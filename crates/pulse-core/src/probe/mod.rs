//! Latency probes.
//!
//! A probe performs one measurement attempt against one endpoint and reports
//! the raw latency in seconds. Acceptance (the `max_latency` ceiling) and label
//! bookkeeping are handled by [`crate::metric::Metric`].

pub mod errors;
pub mod http;
pub mod http_client;
pub mod websocket;

pub use errors::ProbeError;
pub use http::HttpProbe;
pub use http_client::{HttpClient, HttpClientConfig};
pub use websocket::{ChainSubscription, WebSocketProbe};

use async_trait::async_trait;

use crate::metric::MetricConfig;

/// One measurement strategy.
#[async_trait]
pub trait Probe: Send + Sync {
    /// JSON-RPC method (or subscription name) reported in the `api_method` label.
    fn api_method(&self) -> &str;

    /// Runs a single measurement.
    ///
    /// `Ok(None)` means the probe observed nothing new (for example a repeated
    /// block); it is neither a value nor a failure.
    ///
    /// # Errors
    ///
    /// Any transport, protocol or decoding failure.
    async fn run_once(&mut self, config: &MetricConfig) -> Result<Option<f64>, ProbeError>;
}
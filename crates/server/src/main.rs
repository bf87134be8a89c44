use anyhow::Result;
use axum::serve;
use pulse_core::{config::AppConfig, pipeline::CollectionOrchestrator, registry::MetricRegistry};
use rustls::crypto::{ring::default_provider, CryptoProvider};
use server::{create_router, AppState};
use std::sync::Arc;
use tokio::signal;
use tracing::{debug, error, info};
use tracing_subscriber::{layer::SubscriberExt, util::SubscriberInitExt, EnvFilter};

/// Initializes logging. `RUST_LOG` overrides the configured level.
fn init_logging(config: &AppConfig) {
    let filter = EnvFilter::try_from_default_env().unwrap_or_else(|_| {
        let level = &config.logging.level;
        EnvFilter::new(format!("warn,pulse_core={level},server={level}"))
    });

    let registry = tracing_subscriber::registry().with(filter);

    if config.logging.format.as_str() == "json" {
        registry.with(tracing_subscriber::fmt::layer().json()).init();
    } else {
        let fmt_layer = tracing_subscriber::fmt::layer()
            .pretty()
            .with_file(true)
            .with_line_number(true)
            .with_target(false);
        registry.with(fmt_layer).init();
    }
}

#[tokio::main]
async fn main() -> Result<()> {
    CryptoProvider::install_default(default_provider())
        .map_err(|e| anyhow::anyhow!("Failed to install crypto provider: {e:?}"))?;

    let config = AppConfig::load()?;
    config.validate().map_err(|e| anyhow::anyhow!("Configuration validation failed: {e}"))?;

    init_logging(&config);
    info!("Starting pulse collection server");

    let registry = Arc::new(MetricRegistry::with_defaults());
    let orchestrator = CollectionOrchestrator::from_config(&config, registry)?;
    debug!(
        blockchains = ?orchestrator.registry().blockchains(),
        push_enabled = config.push_settings().credentials().is_some(),
        auth_configured = config.auth.api_secret.is_some(),
        "Configuration loaded"
    );

    let state = AppState {
        orchestrator: Arc::new(orchestrator),
        endpoints: config.endpoints_source(),
        api_secret: config.auth.api_secret.clone().map(Arc::new),
    };

    let addr = config.socket_addr()?;
    let listener = tokio::net::TcpListener::bind(addr).await?;
    info!(address = %addr, "Collection server listening");

    let server = serve(listener, create_router(state)).with_graceful_shutdown(shutdown_signal());
    if let Err(e) = server.await {
        error!(error = %e, "Server error occurred");
    }

    info!("Server shutdown complete");
    Ok(())
}

async fn shutdown_signal() {
    let ctrl_c = async {
        if let Err(e) = signal::ctrl_c().await {
            error!(error = %e, "Failed to install Ctrl+C handler");
        }
    };

    #[cfg(unix)]
    let terminate = async {
        match signal::unix::signal(signal::unix::SignalKind::terminate()) {
            Ok(mut s) => {
                s.recv().await;
            }
            Err(e) => {
                error!(error = %e, "Failed to install signal handler");
                () = std::future::pending::<()>().await;
            }
        }
    };

    #[cfg(not(unix))]
    let terminate = std::future::pending::<()>();

    tokio::select! {
        () = ctrl_c => {},
        () = terminate => {},
    }

    info!("Shutdown signal received, finishing in-flight collections");
}
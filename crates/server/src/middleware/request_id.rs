//! `x-request-id` handling so collection logs can be tied back to the caller.

use axum::http::{header::HeaderValue, HeaderName, Request};
use tower_http::request_id::{
    MakeRequestId, PropagateRequestIdLayer, RequestId, SetRequestIdLayer,
};
use uuid::Uuid;

pub static X_REQUEST_ID: HeaderName = HeaderName::from_static("x-request-id");

/// Generates a UUID v4 request ID when the caller did not send one.
#[derive(Clone, Copy, Default)]
pub struct UuidRequestId;

impl MakeRequestId for UuidRequestId {
    fn make_request_id<B>(&mut self, _request: &Request<B>) -> Option<RequestId> {
        HeaderValue::from_str(&Uuid::new_v4().to_string()).ok().map(RequestId::new)
    }
}

/// Layers that set `x-request-id` on the request and copy it to the response.
///
/// Apply `propagate` before `set` so it runs after it.
#[must_use]
pub fn request_id_layers() -> (SetRequestIdLayer<UuidRequestId>, PropagateRequestIdLayer) {
    (
        SetRequestIdLayer::new(X_REQUEST_ID.clone(), UuidRequestId),
        PropagateRequestIdLayer::new(X_REQUEST_ID.clone()),
    )
}

/// Request ID of `request`, or `-` if none was set.
#[must_use]
pub fn request_id_of<B>(request: &Request<B>) -> String {
    request
        .headers()
        .get(&X_REQUEST_ID)
        .and_then(|v| v.to_str().ok())
        .unwrap_or("-")
        .to_string()
}
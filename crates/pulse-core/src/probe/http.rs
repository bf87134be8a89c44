use async_trait::async_trait;
use bytes::Bytes;
use std::sync::Arc;
use tracing::debug;

use crate::{
    metric::MetricConfig,
    probe::{HttpClient, Probe, ProbeError},
    types::{JsonRpcRequest, JsonRpcResponse},
};

/// Measures the round trip of a single JSON-RPC call over HTTP.
///
/// Latency runs from just before the request is sent to just after a `200`
/// body has been read and parsed as JSON. Any other status is a failure.
pub struct HttpProbe {
    client: Arc<HttpClient>,
    endpoint: Option<String>,
    request: JsonRpcRequest,
    require_result: bool,
}

impl HttpProbe {
    #[must_use]
    pub fn new(client: Arc<HttpClient>, endpoint: Option<String>, request: JsonRpcRequest) -> Self {
        Self { client, endpoint, request, require_result: false }
    }

    /// Also fail when the response carries no (or a `null`) `result`.
    #[must_use]
    pub fn requiring_result(mut self) -> Self {
        self.require_result = true;
        self
    }

    #[must_use]
    pub fn request(&self) -> &JsonRpcRequest {
        &self.request
    }
}

#[async_trait]
impl Probe for HttpProbe {
    fn api_method(&self) -> &str {
        &self.request.method
    }

    async fn run_once(&mut self, config: &MetricConfig) -> Result<Option<f64>, ProbeError> {
        let endpoint = self.endpoint.as_deref().ok_or(ProbeError::MissingEndpoint("http"))?;
        let body = serde_json::to_vec(&self.request)
            .map(Bytes::from)
            .map_err(|e| ProbeError::InvalidRequest(e.to_string()))?;

        debug!(method = %self.request.method, "sending http probe request");
        let response = self.client.post_json(endpoint, body, config.timeout).await?;

        if response.status != 200 {
            return Err(ProbeError::HttpStatus(response.status));
        }

        let parsed: JsonRpcResponse = serde_json::from_slice(&response.body)
            .map_err(|e| ProbeError::InvalidResponse(format!("body is not JSON-RPC: {e}")))?;
        let latency = response.started.elapsed().as_secs_f64();

        if self.require_result && parsed.non_null_result().is_none() {
            let reason = parsed
                .error
                .map_or_else(|| "response is empty".to_string(), |e| e.message);
            return Err(ProbeError::InvalidResponse(reason));
        }

        Ok(Some(latency))
    }
}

• Exercise brief
Write out the material again, exactly as shown above.

• Expected answer
filename crates/pulse-core/src/probe/mod.rs
//! Latency probes.
//!
//! A probe performs one measurement attempt against one endpoint and reports
//! the raw latency in seconds. Acceptance (the `max_latency` ceiling) and label
//! bookkeeping are handled by [`crate::metric::Metric`].

pub mod errors;
pub mod http;
pub mod http_client;
pub mod websocket;

pub use errors::ProbeError;
pub use http::HttpProbe;
pub use http_client::{HttpClient, HttpClientConfig};
pub use websocket::{ChainSubscription, WebSocketProbe};

use async_trait::async_trait;

use crate::metric::MetricConfig;

/// One measurement strategy.
#[async_trait]
pub trait Probe: Send + Sync {
    /// JSON-RPC method (or subscription name) reported in the `api_method` label.
    fn api_method(&self) -> &str;

    /// Runs a single measurement.
    ///
    /// `Ok(None)` means the probe observed nothing new (for example a repeated
    /// block); it is neither a value nor a failure.
    ///
    /// # Errors
    ///
    /// Any transport, protocol or decoding failure.
    async fn run_once(&mut self, config: &MetricConfig) -> Result<Option<f64>, ProbeError>;
}
filename crates/server/src/main.rs
repository bf87134be8a89c44
use anyhow::Result;
use axum::serve;
use pulse_core::{config::AppConfig, pipeline::CollectionOrchestrator, registry::MetricRegistry};
use rustls::crypto::{ring::default_provider, CryptoProvider};
use server::{create_router, AppState};
use std::sync::Arc;
use tokio::signal;
use tracing::{debug, error, info};
use tracing_subscriber::{layer::SubscriberExt, util::SubscriberInitExt, EnvFilter};

/// Initializes logging. `RUST_LOG` overrides the configured level.
fn init_logging(config: &AppConfig) {
    let filter = EnvFilter::try_from_default_env().unwrap_or_else(|_| {
        let level = &config.logging.level;
        EnvFilter::new(format!("warn,pulse_core={level},server={level}"))
    });

    let registry = tracing_subscriber::registry().with(filter);

    if config.logging.format.as_str() == "json" {
        registry.with(tracing_subscriber::fmt::layer().json()).init();
    } else {
        let fmt_layer = tracing_subscriber::fmt::layer()
            .pretty()
            .with_file(true)
            .with_line_number(true)
            .with_target(false);
        registry.with(fmt_layer).init();
    }
}

#[tokio::main]
async fn main() -> Result<()> {
    CryptoProvider::install_default(default_provider())
        .map_err(|e| anyhow::anyhow!("Failed to install crypto provider: {e:?}"))?;

    let config = AppConfig::load()?;
    config.validate().map_err(|e| anyhow::anyhow!("Configuration validation failed: {e}"))?;

    init_logging(&config);
    info!("Starting pulse collection server");

    let registry = Arc::new(MetricRegistry::with_defaults());
    let orchestrator = CollectionOrchestrator::from_config(&config, registry)?;
    debug!(
        blockchains = ?orchestrator.registry().blockchains(),
        push_enabled = config.push_settings().credentials().is_some(),
        auth_configured = config.auth.api_secret.is_some(),
        "Configuration loaded"
    );

    let state = AppState {
        orchestrator: Arc::new(orchestrator),
        endpoints: config.endpoints_source(),
        api_secret: config.auth.api_secret.clone().map(Arc::new),
    };

    let addr = config.socket_addr()?;
    let listener = tokio::net::TcpListener::bind(addr).await?;
    info!(address = %addr, "Collection server listening");

    let server = serve(listener, create_router(state)).with_graceful_shutdown(shutdown_signal());
    if let Err(e) = server.await {
        error!(error = %e, "Server error occurred");
    }

    info!("Server shutdown complete");
    Ok(())
}

async fn shutdown_signal() {
    let ctrl_c = async {
        if let Err(e) = signal::ctrl_c().await {
            error!(error = %e, "Failed to install Ctrl+C handler");
        }
    };

    #[cfg(unix)]
    let terminate = async {
        match signal::unix::signal(signal::unix::SignalKind::terminate()) {
            Ok(mut s) => {
                s.recv().await;
            }
            Err(e) => {
                error!(error = %e, "Failed to install signal handler");
                () = std::future::pending::<()>().await;
            }
        }
    };

    #[cfg(not(unix))]
    let terminate = std::future::pending::<()>();

    tokio::select! {
        () = ctrl_c => {},
        () = terminate => {},
    }

    info!("Shutdown signal received, finishing in-flight collections");
}
filename crates/server/src/middleware/request_id.rs
//! `x-request-id` handling so collection logs can be tied back to the caller.

use axum::http::{header::HeaderValue, HeaderName, Request};
use tower_http::request_id::{
    MakeRequestId, PropagateRequestIdLayer, RequestId, SetRequestIdLayer,
};
use uuid::Uuid;

pub static X_REQUEST_ID: HeaderName = HeaderName::from_static("x-request-id");

/// Generates a UUID v4 request ID when the caller did not send one.
#[derive(Clone, Copy, Default)]
pub struct UuidRequestId;

impl MakeRequestId for UuidRequestId {
    fn make_request_id<B>(&mut self, _request: &Request<B>) -> Option<RequestId> {
        HeaderValue::from_str(&Uuid::new_v4().to_string()).ok().map(RequestId::new)
    }
}

/// Layers that set `x-request-id` on the request and copy it to the response.
///
/// Apply `propagate` before `set` so it runs after it.
#[must_use]
pub fn request_id_layers() -> (SetRequestIdLayer<UuidRequestId>, PropagateRequestIdLayer) {
    (
        SetRequestIdLayer::new(X_REQUEST_ID.clone(), UuidRequestId),
        PropagateRequestIdLayer::new(X_REQUEST_ID.clone()),
    )
}

/// Request ID of `request`, or `-` if none was set.
#[must_use]
pub fn request_id_of<B>(request: &Request<B>) -> String {
    request
        .headers()
        .get(&X_REQUEST_ID)
        .and_then(|v| v.to_str().ok())
        .unwrap_or("-")
        .to_string()
}
filename crates/pulse-core/src/probe/http.rs
repository bf87134be8a89c44
use async_trait::async_trait;
use bytes::Bytes;
use std::sync::Arc;
use tracing::debug;

use crate::{
    metric::MetricConfig,
    probe::{HttpClient, Probe, ProbeError},
    types::{JsonRpcRequest, JsonRpcResponse},
};

/// Measures the round trip of a single JSON-RPC call over HTTP.
///
/// Latency runs from just before the request is sent to just after a `200`
/// body has been read and parsed as JSON. Any other status is a failure.
pub struct HttpProbe {
    client: Arc<HttpClient>,
    endpoint: Option<String>,
    request: JsonRpcRequest,
    require_result: bool,
}

impl HttpProbe {
    #[must_use]
    pub fn new(client: Arc<HttpClient>, endpoint: Option<String>, request: JsonRpcRequest) -> Self {
        Self { client, endpoint, request, require_result: false }
    }

    /// Also fail when the response carries no (or a `null`) `result`.
    #[must_use]
    pub fn requiring_result(mut self) -> Self {
        self.require_result = true;
        self
    }

    #[must_use]
    pub fn request(&self) -> &JsonRpcRequest {
        &self.request
    }
}

#[async_trait]
impl Probe for HttpProbe {
    fn api_method(&self) -> &str {
        &self.request.method
    }

    async fn run_once(&mut self, config: &MetricConfig) -> Result<Option<f64>, ProbeError> {
        let endpoint = self.endpoint.as_deref().ok_or(ProbeError::MissingEndpoint("http"))?;
        let body = serde_json::to_vec(&self.request)
            .map(Bytes::from)
            .map_err(|e| ProbeError::InvalidRequest(e.to_string()))?;

        debug!(method = %self.request.method, "sending http probe request");
        let response = self.client.post_json(endpoint, body, config.timeout).await?;

        if response.status != 200 {
            return Err(ProbeError::HttpStatus(response.status));
        }

        let parsed: JsonRpcResponse = serde_json::from_slice(&response.body)
            .map_err(|e| ProbeError::InvalidResponse(format!("body is not JSON-RPC: {e}")))?;
        let latency = response.started.elapsed().as_secs_f64();

        if self.require_result && parsed.non_null_result().is_none() {
            let reason = parsed
                .error
                .map_or_else(|| "response is empty".to_string(), |e| e.message);
            return Err(ProbeError::InvalidResponse(reason));
        }

        Ok(Some(latency))
    }
}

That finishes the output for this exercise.